Young Catherine Webb continues to prove she's not a one-book author. Her latest book is the lengthily titled The Extraordinary and Unusual Adventures of Horatio Lyle. It's set in Victorian London at the height of the industrial revolution. The eponymous character, Horatio Lyle, is a Special Constable with a passion for science and invention. He's also an occasional, but reluctant, sleuth as he'd far rather be in his lab tinkering with dangerous chemicals and odd machinery, than running around the streets of London trying to track down stolen goods or the thieves who've removed them. However, one day, Her Majesty's Government comes calling and Horatio has to swap his microscope for a magnifying glass (not literally), fills his pockets with things that explode (very literally) and he goes off to unravel a singularly extraordinary mystery, related to a robbery at the Bank of England. Thrown together with a reformed (read: "caught" !) pickpocket named Tess, and a slightly rebellious young gentleman called Thomas, Lyle and his faithful hound, Tate, find themselves pursuing an ancient Chinese plate made of stone, and dealing with a conspiracy that reaches to the highest levels of polite society, plus dangerous enemies who are not even human.
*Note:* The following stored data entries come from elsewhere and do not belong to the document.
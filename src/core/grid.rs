//! Pixel grids consumed by the fingerprint engines.

use crate::error::HashError;
use image::GrayImage;

/// Largest luminance sample a grid accepts (16-bit grayscale)
pub const MAX_SAMPLE: i32 = u16::MAX as i32;

/// Row-major matrix of luminance samples (typically 0-255, at most
/// [`MAX_SAMPLE`]).
///
/// Immutable once built; engines only read from it.
#[derive(Debug, Clone, PartialEq, Eq)]
pub struct PixelGrid {
    width: usize,
    height: usize,
    samples: Vec<i32>,
}

impl PixelGrid {
    /// Build a grid from raw row-major samples
    pub fn new(width: usize, height: usize, samples: Vec<i32>) -> Result<Self, HashError> {
        if width == 0 || height == 0 {
            return Err(HashError::InvalidGrid(format!(
                "grid must not be empty ({}x{})",
                width, height
            )));
        }
        if samples.len() != width * height {
            return Err(HashError::InvalidGrid(format!(
                "{} samples do not fill a {}x{} grid",
                samples.len(),
                width,
                height
            )));
        }
        if let Some(index) = samples.iter().position(|s| !(0..=MAX_SAMPLE).contains(s)) {
            return Err(HashError::InvalidGrid(format!(
                "sample {} at ({}, {}) is outside 0-{}",
                samples[index],
                index % width,
                index / width,
                MAX_SAMPLE
            )));
        }
        Ok(Self {
            width,
            height,
            samples,
        })
    }

    /// Build a grid from rows of equal length
    pub fn from_rows<R>(rows: &[R]) -> Result<Self, HashError>
    where
        R: AsRef<[i32]>,
    {
        let width = rows.first().map_or(0, |row| row.as_ref().len());
        if let Some(ragged) = rows.iter().position(|row| row.as_ref().len() != width) {
            return Err(HashError::InvalidGrid(format!(
                "row {} has {} samples, expected {}",
                ragged,
                rows[ragged].as_ref().len(),
                width
            )));
        }
        let samples = rows.iter().flat_map(|row| row.as_ref().to_vec()).collect();
        Self::new(width, rows.len(), samples)
    }

    /// Build a grid from an 8-bit grayscale image
    pub fn from_gray(image: &GrayImage) -> Result<Self, HashError> {
        let samples = image.pixels().map(|p| i32::from(p[0])).collect();
        Self::new(image.width() as usize, image.height() as usize, samples)
    }

    pub fn width(&self) -> usize {
        self.width
    }

    pub fn height(&self) -> usize {
        self.height
    }

    pub fn is_square(&self) -> bool {
        self.width == self.height
    }

    /// Sample at column `x`, row `y`
    pub fn get(&self, x: usize, y: usize) -> i32 {
        self.samples[y * self.width + x]
    }

    pub fn row(&self, y: usize) -> &[i32] {
        &self.samples[y * self.width..(y + 1) * self.width]
    }

    pub fn rows(&self) -> impl Iterator<Item = &[i32]> {
        self.samples.chunks(self.width)
    }

    /// Swap rows and columns
    pub fn transpose(&self) -> Self {
        let samples = (0..self.width)
            .flat_map(|x| (0..self.height).map(move |y| (x, y)))
            .map(|(x, y)| self.get(x, y))
            .collect();
        Self {
            width: self.height,
            height: self.width,
            samples,
        }
    }

    /// Reverse every row (left-right mirror)
    pub fn mirror_horizontal(&self) -> Self {
        let samples = self
            .rows()
            .flat_map(|row| row.iter().rev().copied())
            .collect();
        Self {
            width: self.width,
            height: self.height,
            samples,
        }
    }

    pub fn describe_shape(&self) -> String {
        format!("{}x{}", self.width, self.height)
    }
}

#[cfg(test)]
mod tests {
    use super::*;
    use image::{ImageBuffer, Luma};

    #[test]
    fn from_rows_is_row_major() {
        let grid = PixelGrid::from_rows(&[[1, 2, 3], [4, 5, 6]]).unwrap();
        assert_eq!(grid.width(), 3);
        assert_eq!(grid.height(), 2);
        assert_eq!(grid.get(2, 0), 3);
        assert_eq!(grid.get(0, 1), 4);
        assert_eq!(grid.row(1), &[4, 5, 6]);
    }

    #[test]
    fn ragged_rows_are_rejected() {
        let rows: Vec<Vec<i32>> = vec![vec![1, 2], vec![3]];
        assert!(matches!(
            PixelGrid::from_rows(&rows),
            Err(HashError::InvalidGrid(_))
        ));
    }

    #[test]
    fn empty_grid_is_rejected() {
        let rows: Vec<Vec<i32>> = Vec::new();
        assert!(PixelGrid::from_rows(&rows).is_err());
        assert!(PixelGrid::new(2, 2, vec![1, 2, 3]).is_err());
    }

    #[test]
    fn out_of_range_samples_are_rejected() {
        assert!(matches!(
            PixelGrid::from_rows(&[[i32::MAX, -1], [0, 0]]),
            Err(HashError::InvalidGrid(_))
        ));
        assert!(PixelGrid::new(2, 1, vec![0, -1]).is_err());
        assert!(PixelGrid::new(2, 1, vec![0, MAX_SAMPLE + 1]).is_err());
        assert!(PixelGrid::new(2, 1, vec![0, MAX_SAMPLE]).is_ok());
    }

    #[test]
    fn transpose_swaps_axes() {
        let grid = PixelGrid::from_rows(&[[1, 2, 3], [4, 5, 6]]).unwrap();
        let transposed = grid.transpose();
        assert_eq!(transposed.describe_shape(), "2x3");
        assert_eq!(transposed.row(0), &[1, 4]);
        assert_eq!(transposed.row(2), &[3, 6]);
        assert_eq!(transposed.transpose(), grid);
    }

    #[test]
    fn mirror_reverses_rows() {
        let grid = PixelGrid::from_rows(&[[1, 2, 3], [4, 5, 6]]).unwrap();
        let mirrored = grid.mirror_horizontal();
        assert_eq!(mirrored.row(0), &[3, 2, 1]);
        assert_eq!(mirrored.row(1), &[6, 5, 4]);
    }

    #[test]
    fn from_gray_reads_luma() {
        let image: GrayImage = ImageBuffer::from_fn(3, 2, |x, y| Luma([(x + 10 * y) as u8]));
        let grid = PixelGrid::from_gray(&image).unwrap();
        assert_eq!(grid.row(0), &[0, 1, 2]);
        assert_eq!(grid.row(1), &[10, 11, 12]);
    }
}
Webb's creation, Horatio Lyle, has been likened to a cross between Sherlock Holmes and Thomas Eddison, a description that seems very apt. Lyle is amusingly drawn and seems like quite a useful man to have around, so long as you're careful about what he has in his pockets (including test tubes full of chemicals, magnets, dynamos, string, wire and the new sulphur matches !). Thomas, whom Tess crushingly nicknames "Bigwig", is actually an interesting character whom I'm hoping Webb will develop more in the sequel (The Obsidian Dagger: Being the Further Extraordinary Adventures of Horatio Lyle) to this book. Tess is something of a caricature of a young Cockney thief (reminding me a little of Dickens' young thieves in Oliver Twist). However, Webb is clearly a talented young writer who is worth watching closely - and I find it interesting that she seems to prefer writing two book series, rather than trilogies or stand-alone novels; I've already read and reviewed her two-part series Waywalkers and Timekeepers, and I've got the first two-part series she wrote, Mirror Dreams and Mirror Wakes lurking on my current library TBR.